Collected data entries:
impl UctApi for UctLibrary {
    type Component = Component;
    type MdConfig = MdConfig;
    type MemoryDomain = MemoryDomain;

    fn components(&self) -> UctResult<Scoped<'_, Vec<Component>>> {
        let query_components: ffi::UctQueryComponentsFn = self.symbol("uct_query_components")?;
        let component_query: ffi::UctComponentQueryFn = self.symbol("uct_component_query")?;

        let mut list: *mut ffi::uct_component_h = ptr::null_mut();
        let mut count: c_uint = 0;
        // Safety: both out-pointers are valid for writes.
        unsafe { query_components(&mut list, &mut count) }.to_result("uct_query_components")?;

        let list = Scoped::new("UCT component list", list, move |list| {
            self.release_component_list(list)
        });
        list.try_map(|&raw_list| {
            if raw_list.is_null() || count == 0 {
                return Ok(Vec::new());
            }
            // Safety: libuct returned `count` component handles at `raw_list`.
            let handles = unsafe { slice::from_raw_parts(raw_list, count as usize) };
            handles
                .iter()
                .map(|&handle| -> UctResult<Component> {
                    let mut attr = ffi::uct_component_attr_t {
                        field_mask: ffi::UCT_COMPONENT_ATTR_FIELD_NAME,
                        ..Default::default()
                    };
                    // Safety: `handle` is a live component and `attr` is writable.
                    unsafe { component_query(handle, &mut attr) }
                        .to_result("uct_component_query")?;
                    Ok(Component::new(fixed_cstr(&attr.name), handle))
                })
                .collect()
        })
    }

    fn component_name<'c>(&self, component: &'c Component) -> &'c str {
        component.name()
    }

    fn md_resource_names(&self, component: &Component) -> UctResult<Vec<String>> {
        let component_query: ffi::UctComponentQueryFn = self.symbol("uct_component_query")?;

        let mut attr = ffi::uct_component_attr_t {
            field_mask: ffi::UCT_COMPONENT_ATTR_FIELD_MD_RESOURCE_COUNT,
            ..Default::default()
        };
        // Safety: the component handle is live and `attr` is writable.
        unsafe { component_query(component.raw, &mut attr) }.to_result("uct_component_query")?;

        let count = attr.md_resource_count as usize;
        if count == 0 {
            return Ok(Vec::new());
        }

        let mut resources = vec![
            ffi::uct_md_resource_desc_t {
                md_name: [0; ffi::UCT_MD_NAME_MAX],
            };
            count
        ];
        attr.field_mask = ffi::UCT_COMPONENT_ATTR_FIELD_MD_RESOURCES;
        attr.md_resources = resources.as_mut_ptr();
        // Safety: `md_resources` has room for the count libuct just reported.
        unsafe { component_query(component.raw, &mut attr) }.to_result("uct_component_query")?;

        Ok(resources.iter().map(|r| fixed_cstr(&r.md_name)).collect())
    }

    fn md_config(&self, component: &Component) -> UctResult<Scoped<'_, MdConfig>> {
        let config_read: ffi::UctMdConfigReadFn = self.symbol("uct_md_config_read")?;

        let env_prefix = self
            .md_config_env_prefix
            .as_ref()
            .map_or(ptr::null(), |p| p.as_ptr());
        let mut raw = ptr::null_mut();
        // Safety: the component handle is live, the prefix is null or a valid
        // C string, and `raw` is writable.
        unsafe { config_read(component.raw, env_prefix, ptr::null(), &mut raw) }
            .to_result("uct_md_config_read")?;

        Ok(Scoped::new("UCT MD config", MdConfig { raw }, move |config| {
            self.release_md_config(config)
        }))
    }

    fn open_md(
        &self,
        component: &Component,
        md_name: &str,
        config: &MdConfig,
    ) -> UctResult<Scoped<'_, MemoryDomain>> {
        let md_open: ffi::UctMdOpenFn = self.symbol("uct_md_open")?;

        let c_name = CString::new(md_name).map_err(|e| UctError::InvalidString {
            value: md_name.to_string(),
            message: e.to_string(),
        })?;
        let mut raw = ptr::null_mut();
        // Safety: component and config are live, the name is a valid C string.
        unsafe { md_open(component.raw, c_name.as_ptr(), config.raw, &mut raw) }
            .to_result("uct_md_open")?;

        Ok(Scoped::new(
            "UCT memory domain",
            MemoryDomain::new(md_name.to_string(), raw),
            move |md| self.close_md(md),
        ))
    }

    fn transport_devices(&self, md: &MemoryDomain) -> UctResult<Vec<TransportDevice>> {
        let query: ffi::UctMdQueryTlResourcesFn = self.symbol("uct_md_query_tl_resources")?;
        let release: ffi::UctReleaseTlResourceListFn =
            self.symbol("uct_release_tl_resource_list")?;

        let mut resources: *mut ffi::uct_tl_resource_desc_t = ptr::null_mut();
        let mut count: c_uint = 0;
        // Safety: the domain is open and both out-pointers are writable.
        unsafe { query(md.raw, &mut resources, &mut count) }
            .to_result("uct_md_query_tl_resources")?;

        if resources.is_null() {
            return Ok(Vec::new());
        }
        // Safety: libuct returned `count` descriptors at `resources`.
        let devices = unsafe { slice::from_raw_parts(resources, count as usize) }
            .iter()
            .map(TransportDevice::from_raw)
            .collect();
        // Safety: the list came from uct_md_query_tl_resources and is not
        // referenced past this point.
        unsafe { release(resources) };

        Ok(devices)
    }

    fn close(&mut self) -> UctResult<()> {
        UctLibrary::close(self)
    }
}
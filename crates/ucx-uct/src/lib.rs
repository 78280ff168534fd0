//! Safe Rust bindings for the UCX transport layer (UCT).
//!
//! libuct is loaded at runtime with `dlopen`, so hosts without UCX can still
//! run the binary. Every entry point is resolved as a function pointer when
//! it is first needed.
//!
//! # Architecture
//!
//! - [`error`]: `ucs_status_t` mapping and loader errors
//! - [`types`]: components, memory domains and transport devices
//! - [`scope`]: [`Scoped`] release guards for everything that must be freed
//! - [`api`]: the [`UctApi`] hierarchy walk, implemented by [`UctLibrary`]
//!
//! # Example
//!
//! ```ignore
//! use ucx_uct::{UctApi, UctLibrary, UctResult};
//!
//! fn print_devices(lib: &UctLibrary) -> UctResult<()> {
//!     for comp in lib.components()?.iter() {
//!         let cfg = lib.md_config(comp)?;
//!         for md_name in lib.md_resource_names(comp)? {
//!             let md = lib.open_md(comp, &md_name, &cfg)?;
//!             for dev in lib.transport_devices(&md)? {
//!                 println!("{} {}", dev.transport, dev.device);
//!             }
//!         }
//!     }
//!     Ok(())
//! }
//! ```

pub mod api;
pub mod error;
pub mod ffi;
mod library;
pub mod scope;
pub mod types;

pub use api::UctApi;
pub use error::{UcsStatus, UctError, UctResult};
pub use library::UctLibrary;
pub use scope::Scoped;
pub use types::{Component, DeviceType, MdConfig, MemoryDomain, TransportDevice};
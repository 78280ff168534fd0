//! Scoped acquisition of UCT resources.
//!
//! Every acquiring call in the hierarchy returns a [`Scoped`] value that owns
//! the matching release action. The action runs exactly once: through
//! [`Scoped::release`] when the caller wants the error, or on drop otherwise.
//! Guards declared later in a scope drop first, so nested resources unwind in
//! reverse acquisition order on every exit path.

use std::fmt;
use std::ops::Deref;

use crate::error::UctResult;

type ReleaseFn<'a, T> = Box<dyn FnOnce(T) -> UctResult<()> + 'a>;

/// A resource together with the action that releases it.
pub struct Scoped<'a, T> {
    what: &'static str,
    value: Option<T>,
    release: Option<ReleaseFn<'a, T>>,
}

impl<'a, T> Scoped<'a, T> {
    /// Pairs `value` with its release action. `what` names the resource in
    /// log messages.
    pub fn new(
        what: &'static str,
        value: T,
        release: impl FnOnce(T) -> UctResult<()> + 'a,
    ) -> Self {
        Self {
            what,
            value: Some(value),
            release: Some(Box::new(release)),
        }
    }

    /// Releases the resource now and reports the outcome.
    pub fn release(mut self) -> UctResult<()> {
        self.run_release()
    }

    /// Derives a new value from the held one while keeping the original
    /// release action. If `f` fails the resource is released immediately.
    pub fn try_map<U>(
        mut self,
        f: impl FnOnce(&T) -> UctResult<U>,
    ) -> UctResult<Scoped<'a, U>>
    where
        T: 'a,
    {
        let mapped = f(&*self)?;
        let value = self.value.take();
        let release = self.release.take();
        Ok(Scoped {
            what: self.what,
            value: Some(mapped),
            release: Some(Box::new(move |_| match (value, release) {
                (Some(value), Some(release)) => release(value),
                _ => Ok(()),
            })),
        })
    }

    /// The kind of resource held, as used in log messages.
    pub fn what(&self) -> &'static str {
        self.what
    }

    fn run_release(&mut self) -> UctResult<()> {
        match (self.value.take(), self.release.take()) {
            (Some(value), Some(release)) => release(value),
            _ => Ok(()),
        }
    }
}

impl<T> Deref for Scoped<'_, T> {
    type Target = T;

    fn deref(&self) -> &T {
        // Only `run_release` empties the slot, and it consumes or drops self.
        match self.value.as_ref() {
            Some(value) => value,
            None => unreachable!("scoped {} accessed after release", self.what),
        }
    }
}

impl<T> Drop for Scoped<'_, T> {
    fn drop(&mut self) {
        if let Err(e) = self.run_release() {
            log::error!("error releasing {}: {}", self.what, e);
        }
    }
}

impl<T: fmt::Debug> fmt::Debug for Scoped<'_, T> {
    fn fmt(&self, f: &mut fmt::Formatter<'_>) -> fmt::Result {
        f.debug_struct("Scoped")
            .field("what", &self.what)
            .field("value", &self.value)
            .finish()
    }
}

...

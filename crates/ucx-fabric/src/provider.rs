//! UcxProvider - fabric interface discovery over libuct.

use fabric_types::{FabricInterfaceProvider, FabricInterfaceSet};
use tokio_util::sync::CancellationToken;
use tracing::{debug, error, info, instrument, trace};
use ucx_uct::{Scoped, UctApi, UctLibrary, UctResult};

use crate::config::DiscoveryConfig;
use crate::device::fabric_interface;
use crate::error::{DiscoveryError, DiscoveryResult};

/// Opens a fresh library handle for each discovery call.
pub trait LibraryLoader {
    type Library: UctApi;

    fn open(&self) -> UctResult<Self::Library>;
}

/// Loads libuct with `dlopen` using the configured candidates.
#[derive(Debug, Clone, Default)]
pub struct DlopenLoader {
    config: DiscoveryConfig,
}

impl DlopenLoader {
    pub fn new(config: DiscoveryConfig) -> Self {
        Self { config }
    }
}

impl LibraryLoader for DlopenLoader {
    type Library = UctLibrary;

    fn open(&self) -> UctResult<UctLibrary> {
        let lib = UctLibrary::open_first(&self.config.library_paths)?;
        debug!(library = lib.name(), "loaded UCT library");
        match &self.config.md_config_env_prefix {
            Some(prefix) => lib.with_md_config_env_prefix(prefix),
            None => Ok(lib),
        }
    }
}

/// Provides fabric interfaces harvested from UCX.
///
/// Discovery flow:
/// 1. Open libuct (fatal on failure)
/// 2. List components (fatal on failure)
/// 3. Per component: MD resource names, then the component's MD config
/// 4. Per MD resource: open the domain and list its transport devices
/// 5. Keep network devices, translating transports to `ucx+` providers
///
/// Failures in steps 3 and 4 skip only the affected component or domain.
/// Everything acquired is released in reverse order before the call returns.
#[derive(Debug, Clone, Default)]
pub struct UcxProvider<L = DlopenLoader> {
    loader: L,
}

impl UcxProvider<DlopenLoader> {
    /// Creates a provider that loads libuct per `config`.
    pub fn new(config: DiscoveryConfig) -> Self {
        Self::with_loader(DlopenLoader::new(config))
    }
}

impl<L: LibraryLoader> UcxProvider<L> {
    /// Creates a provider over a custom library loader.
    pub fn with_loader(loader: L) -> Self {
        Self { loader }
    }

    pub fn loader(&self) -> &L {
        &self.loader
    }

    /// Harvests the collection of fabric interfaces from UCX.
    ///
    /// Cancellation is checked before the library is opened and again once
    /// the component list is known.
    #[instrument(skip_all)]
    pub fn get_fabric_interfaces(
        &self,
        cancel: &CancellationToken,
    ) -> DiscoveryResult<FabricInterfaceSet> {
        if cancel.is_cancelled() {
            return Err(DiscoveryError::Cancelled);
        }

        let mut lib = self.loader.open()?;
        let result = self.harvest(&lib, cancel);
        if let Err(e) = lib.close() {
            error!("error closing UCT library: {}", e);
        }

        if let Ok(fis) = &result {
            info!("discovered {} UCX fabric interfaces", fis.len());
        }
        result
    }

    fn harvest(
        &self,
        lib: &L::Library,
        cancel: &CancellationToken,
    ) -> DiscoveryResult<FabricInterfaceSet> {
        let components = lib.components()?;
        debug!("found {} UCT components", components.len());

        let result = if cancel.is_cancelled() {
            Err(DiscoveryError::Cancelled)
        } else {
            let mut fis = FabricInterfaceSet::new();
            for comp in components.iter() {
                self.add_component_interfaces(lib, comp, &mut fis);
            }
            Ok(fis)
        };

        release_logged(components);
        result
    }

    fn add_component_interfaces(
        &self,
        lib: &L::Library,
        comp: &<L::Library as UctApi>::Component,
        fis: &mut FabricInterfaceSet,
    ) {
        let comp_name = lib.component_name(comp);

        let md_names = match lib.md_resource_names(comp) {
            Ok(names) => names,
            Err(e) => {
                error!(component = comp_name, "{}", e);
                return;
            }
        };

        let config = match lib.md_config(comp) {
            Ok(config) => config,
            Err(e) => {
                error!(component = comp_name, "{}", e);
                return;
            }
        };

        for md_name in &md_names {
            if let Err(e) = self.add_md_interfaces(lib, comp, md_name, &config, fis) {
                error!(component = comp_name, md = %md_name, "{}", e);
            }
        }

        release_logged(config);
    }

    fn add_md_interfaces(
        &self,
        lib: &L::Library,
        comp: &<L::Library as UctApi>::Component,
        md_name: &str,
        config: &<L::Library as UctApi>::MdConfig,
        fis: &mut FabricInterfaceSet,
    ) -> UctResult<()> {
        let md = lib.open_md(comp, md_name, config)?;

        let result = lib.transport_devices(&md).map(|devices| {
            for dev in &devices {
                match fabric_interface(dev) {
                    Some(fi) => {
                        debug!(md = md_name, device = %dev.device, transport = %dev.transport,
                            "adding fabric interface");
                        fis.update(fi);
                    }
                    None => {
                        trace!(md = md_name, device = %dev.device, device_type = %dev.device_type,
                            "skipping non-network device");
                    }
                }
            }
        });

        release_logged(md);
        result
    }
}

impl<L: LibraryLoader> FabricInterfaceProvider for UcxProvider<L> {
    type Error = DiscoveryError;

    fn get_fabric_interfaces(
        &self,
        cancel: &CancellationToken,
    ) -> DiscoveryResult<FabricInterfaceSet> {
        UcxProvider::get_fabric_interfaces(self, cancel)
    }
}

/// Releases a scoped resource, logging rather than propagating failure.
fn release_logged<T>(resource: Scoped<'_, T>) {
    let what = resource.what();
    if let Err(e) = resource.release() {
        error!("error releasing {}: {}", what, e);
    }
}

* * *

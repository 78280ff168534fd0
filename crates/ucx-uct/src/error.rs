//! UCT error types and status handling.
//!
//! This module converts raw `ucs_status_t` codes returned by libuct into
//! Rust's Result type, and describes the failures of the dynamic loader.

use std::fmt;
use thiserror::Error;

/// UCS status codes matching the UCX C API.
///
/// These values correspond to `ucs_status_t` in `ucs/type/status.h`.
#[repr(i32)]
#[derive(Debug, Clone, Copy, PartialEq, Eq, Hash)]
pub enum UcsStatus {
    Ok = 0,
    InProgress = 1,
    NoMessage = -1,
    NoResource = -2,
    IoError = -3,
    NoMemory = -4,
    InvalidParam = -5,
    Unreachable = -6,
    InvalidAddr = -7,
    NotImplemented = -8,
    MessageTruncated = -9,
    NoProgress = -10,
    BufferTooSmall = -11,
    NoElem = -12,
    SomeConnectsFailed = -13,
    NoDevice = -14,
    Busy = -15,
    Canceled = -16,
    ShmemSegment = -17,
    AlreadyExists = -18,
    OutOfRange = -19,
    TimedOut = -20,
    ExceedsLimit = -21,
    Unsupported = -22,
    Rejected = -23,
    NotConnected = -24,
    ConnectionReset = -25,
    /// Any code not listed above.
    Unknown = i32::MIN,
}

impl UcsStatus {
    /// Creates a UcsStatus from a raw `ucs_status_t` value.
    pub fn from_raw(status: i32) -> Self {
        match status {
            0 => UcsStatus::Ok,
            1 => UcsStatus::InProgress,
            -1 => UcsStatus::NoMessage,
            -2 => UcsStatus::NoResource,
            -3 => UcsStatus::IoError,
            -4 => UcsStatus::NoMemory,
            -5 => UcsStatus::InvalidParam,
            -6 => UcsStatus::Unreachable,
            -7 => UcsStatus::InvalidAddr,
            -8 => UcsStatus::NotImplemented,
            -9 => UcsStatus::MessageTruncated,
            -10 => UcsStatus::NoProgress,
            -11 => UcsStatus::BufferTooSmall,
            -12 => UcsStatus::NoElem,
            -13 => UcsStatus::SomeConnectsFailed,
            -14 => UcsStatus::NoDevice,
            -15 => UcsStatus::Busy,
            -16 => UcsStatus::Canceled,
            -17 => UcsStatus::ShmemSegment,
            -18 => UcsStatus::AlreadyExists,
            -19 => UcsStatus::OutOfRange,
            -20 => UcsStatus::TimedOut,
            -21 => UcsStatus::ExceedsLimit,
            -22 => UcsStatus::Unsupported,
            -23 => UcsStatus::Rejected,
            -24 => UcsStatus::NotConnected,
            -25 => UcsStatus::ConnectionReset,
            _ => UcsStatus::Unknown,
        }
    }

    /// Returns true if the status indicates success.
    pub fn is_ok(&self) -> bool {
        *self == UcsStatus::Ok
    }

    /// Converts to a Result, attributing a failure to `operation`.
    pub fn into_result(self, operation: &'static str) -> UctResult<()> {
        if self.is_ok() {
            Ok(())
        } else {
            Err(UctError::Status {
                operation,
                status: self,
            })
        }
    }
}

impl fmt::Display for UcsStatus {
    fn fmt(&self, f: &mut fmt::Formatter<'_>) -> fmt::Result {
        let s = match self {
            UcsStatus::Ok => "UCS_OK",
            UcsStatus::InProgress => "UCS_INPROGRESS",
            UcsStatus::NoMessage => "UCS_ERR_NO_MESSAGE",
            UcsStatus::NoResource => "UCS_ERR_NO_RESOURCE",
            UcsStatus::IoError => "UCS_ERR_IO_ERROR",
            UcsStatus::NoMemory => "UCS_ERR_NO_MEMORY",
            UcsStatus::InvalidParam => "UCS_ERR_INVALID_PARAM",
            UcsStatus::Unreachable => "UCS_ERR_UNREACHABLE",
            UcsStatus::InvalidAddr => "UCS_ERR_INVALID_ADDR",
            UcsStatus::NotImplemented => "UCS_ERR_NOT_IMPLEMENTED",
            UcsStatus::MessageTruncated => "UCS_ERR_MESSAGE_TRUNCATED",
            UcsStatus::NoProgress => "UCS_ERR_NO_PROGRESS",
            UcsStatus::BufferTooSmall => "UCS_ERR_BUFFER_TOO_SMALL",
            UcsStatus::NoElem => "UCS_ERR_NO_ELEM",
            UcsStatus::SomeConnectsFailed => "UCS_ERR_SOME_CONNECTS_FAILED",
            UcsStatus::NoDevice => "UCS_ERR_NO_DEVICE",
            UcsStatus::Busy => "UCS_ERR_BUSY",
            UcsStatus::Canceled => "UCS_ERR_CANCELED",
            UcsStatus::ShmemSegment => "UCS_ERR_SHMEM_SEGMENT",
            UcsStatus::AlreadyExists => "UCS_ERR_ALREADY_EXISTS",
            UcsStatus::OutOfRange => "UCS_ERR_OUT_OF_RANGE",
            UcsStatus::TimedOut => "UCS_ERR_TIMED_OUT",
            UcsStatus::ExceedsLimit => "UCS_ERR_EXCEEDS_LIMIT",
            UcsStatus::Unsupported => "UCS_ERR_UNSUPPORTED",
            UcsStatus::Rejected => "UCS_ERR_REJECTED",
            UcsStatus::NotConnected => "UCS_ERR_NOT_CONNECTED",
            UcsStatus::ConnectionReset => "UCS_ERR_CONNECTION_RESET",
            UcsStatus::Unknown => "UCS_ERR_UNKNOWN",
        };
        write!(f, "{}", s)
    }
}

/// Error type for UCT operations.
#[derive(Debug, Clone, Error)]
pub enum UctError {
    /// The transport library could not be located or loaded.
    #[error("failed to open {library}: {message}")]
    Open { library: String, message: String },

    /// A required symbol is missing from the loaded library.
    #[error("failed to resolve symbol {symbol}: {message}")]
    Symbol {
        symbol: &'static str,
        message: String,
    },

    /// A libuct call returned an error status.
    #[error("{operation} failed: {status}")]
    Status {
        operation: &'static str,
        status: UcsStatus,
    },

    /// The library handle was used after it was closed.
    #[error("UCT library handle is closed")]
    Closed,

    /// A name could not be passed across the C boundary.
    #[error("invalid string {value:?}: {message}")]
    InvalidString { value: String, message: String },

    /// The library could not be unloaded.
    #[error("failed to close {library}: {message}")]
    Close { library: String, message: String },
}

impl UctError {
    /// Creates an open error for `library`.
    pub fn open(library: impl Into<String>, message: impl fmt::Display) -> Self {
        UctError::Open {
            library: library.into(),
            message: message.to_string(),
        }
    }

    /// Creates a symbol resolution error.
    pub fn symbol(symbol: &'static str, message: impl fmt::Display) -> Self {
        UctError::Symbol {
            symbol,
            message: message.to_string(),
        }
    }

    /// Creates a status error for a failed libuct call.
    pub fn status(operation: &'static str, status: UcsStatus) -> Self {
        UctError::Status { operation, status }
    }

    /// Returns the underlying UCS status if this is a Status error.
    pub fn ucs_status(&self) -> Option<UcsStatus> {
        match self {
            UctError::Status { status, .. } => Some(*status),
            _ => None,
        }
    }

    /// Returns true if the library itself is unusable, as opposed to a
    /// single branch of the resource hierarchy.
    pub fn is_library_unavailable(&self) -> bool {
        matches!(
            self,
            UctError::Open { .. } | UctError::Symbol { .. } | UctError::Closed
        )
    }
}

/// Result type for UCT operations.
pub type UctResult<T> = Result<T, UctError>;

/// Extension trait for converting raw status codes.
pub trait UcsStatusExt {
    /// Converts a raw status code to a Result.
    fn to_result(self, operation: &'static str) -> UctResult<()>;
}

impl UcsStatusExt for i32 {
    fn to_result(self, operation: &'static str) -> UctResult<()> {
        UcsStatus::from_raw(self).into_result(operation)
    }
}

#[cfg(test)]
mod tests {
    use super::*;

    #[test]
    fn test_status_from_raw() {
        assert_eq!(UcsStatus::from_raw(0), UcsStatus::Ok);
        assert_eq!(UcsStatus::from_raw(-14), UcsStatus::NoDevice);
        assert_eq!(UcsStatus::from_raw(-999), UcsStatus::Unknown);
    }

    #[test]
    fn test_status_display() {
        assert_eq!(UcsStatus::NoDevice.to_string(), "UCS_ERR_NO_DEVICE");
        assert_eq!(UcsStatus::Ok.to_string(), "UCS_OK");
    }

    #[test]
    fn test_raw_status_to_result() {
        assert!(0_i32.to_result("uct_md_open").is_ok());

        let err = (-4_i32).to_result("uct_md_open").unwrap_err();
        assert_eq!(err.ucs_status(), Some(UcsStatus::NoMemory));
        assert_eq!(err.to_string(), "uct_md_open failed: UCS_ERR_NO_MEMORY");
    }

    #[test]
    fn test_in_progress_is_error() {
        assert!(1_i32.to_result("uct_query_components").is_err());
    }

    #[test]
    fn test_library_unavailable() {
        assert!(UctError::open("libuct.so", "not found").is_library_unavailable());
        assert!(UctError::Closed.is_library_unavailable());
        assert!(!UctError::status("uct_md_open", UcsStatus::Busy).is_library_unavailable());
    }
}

Problem details:
Among the lines above, which ones hold the string "fatal"? Show them.

Output of the exercise:
/// 1. Open libuct (fatal on failure)
/// 2. List components (fatal on failure)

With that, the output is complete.